Prepare a cyanide-free copper plating electroplating solution with a wide pH range according to the following ratio

Dissolve and mix the weighed methylene diphosphonic acid and copper chloride dihydrate with deionized water respectively, add sodium hydroxide solution during stirring and stir thoroughly, if the pH is too high due to the addition of potassium hydroxide, it can be adjusted with sulfuric acid to the specified pH.

In the obtained solution, adjust the temperature of the solution to 55°C, and plate a copper coating of about 5 microns on the steel wire substrate with a diameter of Φ2 mm at a cathode current density of ² A/dm2. The electroplating time is 7 minutes, and the winding method is tested according to ASTM B452-2002. Bonding is intact.

Comparative example 1

Adopt the same formula as Example 1, the difference is that the addition of potassium pyrophosphate is 0.4g/L.

Comparative example 2

Adopt the same formula as Example 1, the difference is that the addition of potassium pyrophosphate is 16g/L.

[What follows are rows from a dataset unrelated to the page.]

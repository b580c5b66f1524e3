//! Trait for converting Rust types to HDB values.

use bytes::Bytes;
use chrono::{NaiveDate, NaiveDateTime, NaiveTime};

use crate::decimal::HdbDecimal;
use crate::error::TypeError;
use crate::lob::LobSource;
use crate::value::HdbValue;

/// Trait for types that can be bound as statement parameters.
pub trait ToHdb {
    /// Convert this value to an HDB value.
    fn to_hdb(&self) -> Result<HdbValue, TypeError>;
}

macro_rules! to_hdb_copy {
    ($($ty:ty => $variant:ident),* $(,)?) => {
        $(
            impl ToHdb for $ty {
                fn to_hdb(&self) -> Result<HdbValue, TypeError> {
                    Ok(HdbValue::$variant(*self))
                }
            }
        )*
    };
}

to_hdb_copy! {
    bool => Bool,
    u8 => TinyInt,
    i16 => SmallInt,
    i32 => Int,
    i64 => BigInt,
    f32 => Real,
    f64 => Double,
    HdbDecimal => Decimal,
    NaiveDate => Date,
    NaiveTime => Time,
    NaiveDateTime => Timestamp,
}

impl ToHdb for u32 {
    fn to_hdb(&self) -> Result<HdbValue, TypeError> {
        Ok(HdbValue::BigInt(i64::from(*self)))
    }
}

impl ToHdb for u64 {
    fn to_hdb(&self) -> Result<HdbValue, TypeError> {
        i64::try_from(*self)
            .map(HdbValue::BigInt)
            .map_err(|_| TypeError::OutOfRange { target_type: "BIGINT" })
    }
}

impl ToHdb for str {
    fn to_hdb(&self) -> Result<HdbValue, TypeError> {
        Ok(HdbValue::String(self.to_owned()))
    }
}

impl ToHdb for String {
    fn to_hdb(&self) -> Result<HdbValue, TypeError> {
        Ok(HdbValue::String(self.clone()))
    }
}

impl ToHdb for [u8] {
    fn to_hdb(&self) -> Result<HdbValue, TypeError> {
        Ok(HdbValue::Binary(Bytes::copy_from_slice(self)))
    }
}

impl ToHdb for Vec<u8> {
    fn to_hdb(&self) -> Result<HdbValue, TypeError> {
        Ok(HdbValue::Binary(Bytes::copy_from_slice(self)))
    }
}

impl ToHdb for Bytes {
    fn to_hdb(&self) -> Result<HdbValue, TypeError> {
        Ok(HdbValue::Binary(self.clone()))
    }
}

impl ToHdb for LobSource {
    fn to_hdb(&self) -> Result<HdbValue, TypeError> {
        Ok(HdbValue::LobIn(self.clone()))
    }
}

impl ToHdb for HdbValue {
    fn to_hdb(&self) -> Result<HdbValue, TypeError> {
        Ok(self.clone())
    }
}

#[cfg(feature = "decimal")]
impl ToHdb for rust_decimal::Decimal {
    fn to_hdb(&self) -> Result<HdbValue, TypeError> {
        Ok(HdbValue::Decimal((*self).into()))
    }
}

impl<T: ToHdb> ToHdb for Option<T> {
    fn to_hdb(&self) -> Result<HdbValue, TypeError> {
        match self {
            Some(v) => v.to_hdb(),
            None => Ok(HdbValue::Null),
        }
    }
}

impl<T: ToHdb + ?Sized> ToHdb for &T {
    fn to_hdb(&self) -> Result<HdbValue, TypeError> {
        (*self).to_hdb()
    }
}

Using the Hall cell as an experiment, the plating solutions of Examples 1-3 and Comparative Example I-2 are directly plated copper on the steel substrate, and then the coating is thickened by acidic copper plating and nickel plating, and heated in a 300°C oven After 30 minutes, quickly take it out and quench it in water, and observe the bubbling phenomenon of the coating in different current density areas. It is found that the addition of pyrophosphate is within the 0.5-15g/L proposed by the present invention, and the coating does not have bubbling, but beyond the range proposed by the present invention, the coating has bubbling or even peeling, especially in the low current density area, combined with The phenomenon of poor strength is more obvious. In the Hall cell cathode test piece, the effect diagram of the addition of potassium pyrophosphate on the bonding force of the coating is shown in Figure 1.

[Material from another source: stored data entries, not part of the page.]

//! Transport metric samples.
//!
//! Producers never block: samples go through a bounded channel with
//! `try_send` and are dropped when the collector falls behind.

use std::time::Duration;

use hdb_protocol::MessageKind;
use tokio::sync::mpsc;
use tokio::sync::mpsc::error::TrySendError;

/// Default capacity of the metrics channel.
pub const DEFAULT_METRICS_CAPACITY: usize = 1024;

/// One observation emitted by the framing layer.
#[derive(Debug, Clone, Copy, PartialEq)]
pub enum Sample {
    /// A message was read.
    Read {
        /// Bytes read.
        bytes: u64,
        /// Time spent waiting for the message.
        elapsed: Duration,
    },
    /// A message was written.
    Written {
        /// Bytes written.
        bytes: u64,
        /// Time spent writing.
        elapsed: Duration,
    },
    /// A request/reply round trip completed.
    Exchange {
        /// Request kind.
        kind: MessageKind,
        /// Round-trip time.
        elapsed: Duration,
    },
    /// A transport error was observed.
    Error,
}

/// Sending side of the metrics channel.
#[derive(Debug, Clone)]
pub struct MetricsSink {
    tx: mpsc::Sender<Sample>,
}

impl MetricsSink {
    /// Create a sink and the receiver a collector task drains.
    #[must_use]
    pub fn channel(capacity: usize) -> (Self, mpsc::Receiver<Sample>) {
        let (tx, rx) = mpsc::channel(capacity.max(1));
        (Self { tx }, rx)
    }

    /// Record a sample, dropping it if the channel is full or closed.
    pub fn record(&self, sample: Sample) {
        match self.tx.try_send(sample) {
            Ok(()) => {}
            Err(TrySendError::Full(_)) => tracing::trace!("metrics channel full, sample dropped"),
            Err(TrySendError::Closed(_)) => {}
        }
    }
}

#[cfg(test)]
#[allow(clippy::unwrap_used)]
mod tests {
    use super::*;

    #[test]
    fn test_full_channel_drops() {
        let (sink, mut rx) = MetricsSink::channel(1);
        sink.record(Sample::Error);
        sink.record(Sample::Error);
        assert_eq!(rx.try_recv().unwrap(), Sample::Error);
        assert!(rx.try_recv().is_err());
    }

    #[test]
    fn test_closed_channel_is_ignored() {
        let (sink, rx) = MetricsSink::channel(4);
        drop(rx);
        sink.record(Sample::Error);
    }
}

The above only lists preferred embodiments of the present invention, and the protection scope of the present invention is not limited thereto. Any changes made by those skilled in the art within the scope of the claims of the present invention all fall within the protection scope of the present invention.

Claims (7)

1. a kind of non-cyanide plating solution for copper-plating used suitable for width pH and wide current density range, which is characterized in that the electroplate liquid packet Include 20-90g/L amino methane di 2 ethylhexyl phosphonic acids, 10-70g/L phytic acids or sodium phytate, 0.5-15g/L pyrophosphates and 3-25g/L mantoquitas.

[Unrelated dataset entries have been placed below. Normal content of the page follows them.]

impl Part {
    /// Raw kind tag.
    #[must_use]
    pub fn kind(&self) -> i8 {
        let kind = match self {
            Self::Authentication(_) => PartKind::Authentication,
            Self::ClientId(_) => PartKind::ClientId,
            Self::ClientContext(_) => PartKind::ClientContext,
            Self::ConnectOptions(_) => PartKind::ConnectOptions,
            Self::TopologyInformation(_) => PartKind::TopologyInformation,
            Self::Command(_) => PartKind::Command,
            Self::StatementId(_) => PartKind::StatementId,
            Self::ResultsetId(_) => PartKind::ResultsetId,
            Self::ResultMetadata(_) => PartKind::ResultMetadata,
            Self::ParameterMetadata(_) => PartKind::ParameterMetadata,
            Self::Resultset(_) => PartKind::Resultset,
            Self::OutputParameters(_) => PartKind::OutputParameters,
            Self::InputParameters(_) => PartKind::Parameters,
            Self::FetchSize(_) => PartKind::FetchSize,
            Self::ReadLobRequest(_) => PartKind::ReadLobRequest,
            Self::ReadLobReply(_) => PartKind::ReadLobReply,
            Self::WriteLobRequest(_) => PartKind::WriteLobRequest,
            Self::WriteLobReply(_) => PartKind::WriteLobReply,
            Self::RowsAffected(_) => PartKind::RowsAffected,
            Self::Errors(_) => PartKind::Error,
            Self::StatementContext(_) => PartKind::StatementContext,
            Self::DbConnectInfo(_) => PartKind::DbConnectInfo,
            Self::TransactionFlags(_) => PartKind::TransactionFlags,
            Self::ClientInfo(_) => PartKind::ClientInfo,
            Self::Unknown { kind, .. } => return *kind,
        };
        kind.raw()
    }

    /// Argument count for the part header.
    #[must_use]
    pub fn arg_count(&self) -> i32 {
        match self {
            Self::Authentication(p) => p.arg_count(),
            Self::ClientContext(o)
            | Self::ConnectOptions(o)
            | Self::StatementContext(o)
            | Self::DbConnectInfo(o)
            | Self::TransactionFlags(o) => o.len() as i32,
            Self::TopologyInformation(hosts) => hosts.len() as i32,
            Self::ResultMetadata(p) => p.arg_count(),
            Self::ParameterMetadata(p) => p.arg_count(),
            Self::Resultset(r) | Self::OutputParameters(r) | Self::InputParameters(r) => r.rows as i32,
            Self::ReadLobRequest(p) => p.arg_count(),
            Self::ReadLobReply(p) => p.arg_count(),
            Self::WriteLobRequest(p) => p.arg_count(),
            Self::WriteLobReply(p) => p.arg_count(),
            Self::RowsAffected(v) => v.len() as i32,
            Self::Errors(p) => p.arg_count(),
            Self::ClientInfo(c) => c.0.len() as i32,
            Self::ClientId(_)
            | Self::Command(_)
            | Self::StatementId(_)
            | Self::ResultsetId(_)
            | Self::FetchSize(_)
            | Self::Unknown { .. } => 1,
        }
    }

    /// Attributes for the part header.
    #[must_use]
    pub fn attributes(&self) -> PartAttributes {
        match self {
            Self::Resultset(r) | Self::OutputParameters(r) | Self::InputParameters(r) => r.attributes,
            _ => PartAttributes::empty(),
        }
    }

    /// Serialise the body; returns the number of bytes written.
    pub fn encode(&self, dst: &mut BytesMut) -> Result<usize, ProtocolError> {
        match self {
            Self::Authentication(p) => p.encode(dst),
            Self::ClientContext(o)
            | Self::ConnectOptions(o)
            | Self::StatementContext(o)
            | Self::DbConnectInfo(o)
            | Self::TransactionFlags(o) => Ok(o.encode(dst)),
            Self::TopologyInformation(hosts) => {
                let mut written = 0;
                for host in hosts {
                    dst.put_i16_le(host.len() as i16);
                    written += 2 + host.encode(dst);
                }
                Ok(written)
            }
            Self::ClientId(b) | Self::Command(b) | Self::Unknown { body: b, .. } => {
                dst.put_slice(b);
                Ok(b.len())
            }
            Self::StatementId(id) | Self::ResultsetId(id) => {
                dst.put_u64_le(*id);
                Ok(8)
            }
            Self::ResultMetadata(p) => p.encode(dst),
            Self::ParameterMetadata(p) => p.encode(dst),
            Self::Resultset(r) | Self::OutputParameters(r) | Self::InputParameters(r) => {
                dst.put_slice(&r.data);
                Ok(r.data.len())
            }
            Self::FetchSize(n) => {
                dst.put_i32_le(*n);
                Ok(4)
            }
            Self::ReadLobRequest(p) => p.encode(dst),
            Self::ReadLobReply(p) => p.encode(dst),
            Self::WriteLobRequest(p) => p.encode(dst),
            Self::WriteLobReply(p) => p.encode(dst),
            Self::RowsAffected(values) => {
                for v in values {
                    dst.put_i32_le(*v);
                }
                Ok(values.len() * 4)
            }
            Self::Errors(p) => p.encode(dst),
            Self::ClientInfo(c) => c.encode(dst),
        }
    }

    /// Decode the body of a part described by `header`.
    ///
    /// Unregistered kinds decode to [`Part::Unknown`].
    pub fn decode(header: &PartHeader, body: Bytes) -> Result<Self, ProtocolError> {
        let src = &mut ByteReader::new(body);
        let count = header.arg_count.max(0) as usize;
        let Ok(kind) = PartKind::from_raw(header.kind) else {
            return Ok(Self::Unknown {
                kind: header.kind,
                body: src.rest(),
            });
        };
        Ok(match kind {
            PartKind::Authentication => Self::Authentication(AuthFields::decode(header, src)?),
            PartKind::ClientId => Self::ClientId(src.rest()),
            PartKind::ClientContext => Self::ClientContext(Options::decode(src, count)?),
            PartKind::ConnectOptions => Self::ConnectOptions(Options::decode(src, count)?),
            PartKind::TopologyInformation => {
                let mut hosts = Vec::with_capacity(count);
                for _ in 0..count {
                    let n = src.i16()?.max(0) as usize;
                    hosts.push(Options::decode(src, n)?);
                }
                Self::TopologyInformation(hosts)
            }
            PartKind::Command => Self::Command(src.rest()),
            PartKind::StatementId => Self::StatementId(src.u64()?),
            PartKind::ResultsetId => Self::ResultsetId(src.u64()?),
            PartKind::ResultMetadata => Self::ResultMetadata(ResultMetadata::decode(header, src)?),
            PartKind::ParameterMetadata => {
                Self::ParameterMetadata(ParameterMetadata::decode(header, src)?)
            }
            PartKind::Resultset => Self::Resultset(RowData::decode(header, src)),
            PartKind::OutputParameters => Self::OutputParameters(RowData::decode(header, src)),
            PartKind::Parameters => Self::InputParameters(RowData::decode(header, src)),
            PartKind::FetchSize => Self::FetchSize(src.i32()?),
            PartKind::ReadLobRequest => Self::ReadLobRequest(ReadLobRequest::decode(header, src)?),
            PartKind::ReadLobReply => Self::ReadLobReply(ReadLobReply::decode(header, src)?),
            PartKind::WriteLobRequest => {
                Self::WriteLobRequest(WriteLobRequest::decode(header, src)?)
            }
            PartKind::WriteLobReply => Self::WriteLobReply(WriteLobReply::decode(header, src)?),
            PartKind::RowsAffected => {
                Self::RowsAffected((0..count).map(|_| src.i32()).collect::<Result<_, _>>()?)
            }
            PartKind::Error => Self::Errors(ServerErrors::decode(header, src)?),
            PartKind::StatementContext => Self::StatementContext(Options::decode(src, count)?),
            PartKind::DbConnectInfo => Self::DbConnectInfo(Options::decode(src, count)?),
            PartKind::TransactionFlags => Self::TransactionFlags(Options::decode(src, count)?),
            PartKind::ClientInfo => Self::ClientInfo(ClientInfo::decode(header, src)?),
            _ => Self::Unknown {
                kind: header.kind,
                body: src.rest(),
            },
        })
    }
}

2. electroplate liquid as described in claim 1, which is characterized in that the mantoquita be copper sulphate, copper chloride, basic copper carbonate and At least one of copper nitrate.

3. electroplate liquid as described in claim 1, which is characterized in that the pyrophosphate is potassium pyrophosphate and/or sodium pyrophosphate.

4. the preparation method suitable for width pH and the non-cyanide plating solution for copper-plating used of wide current density range, which is characterized in that by amino Methene di 2 ethylhexyl phosphonic acid, phytic acid or sodium phytate, pyrophosphate are mixed with water dissolution, and mantoquita is then added and is sufficiently stirred Mixing, adds sodium hydroxide or potassium hydroxide adjusts pH value of solution to 6-13.5, and stirring and dissolving is molten up to the cyanide-free copper electroplating Liquid.

5. preparation method as claimed in claim 4, which is characterized in that the mantoquita is copper sulphate, copper chloride, basic copper carbonate At least one of with copper nitrate.

6. preparation method as claimed in claim 4, which is characterized in that the pyrophosphate is potassium pyrophosphate and/or pyrophosphoric acid Sodium.

7. preparation method as claimed in claim 4, which is characterized in that a concentration of 20-90g/L of amino methane di 2 ethylhexyl phosphonic acid, Phytic acid or a concentration of 10-70g/L of sodium phytate, a concentration of 0.5-15g/L of pyrophosphate, a concentration of 3- of mantoquita 25g/L。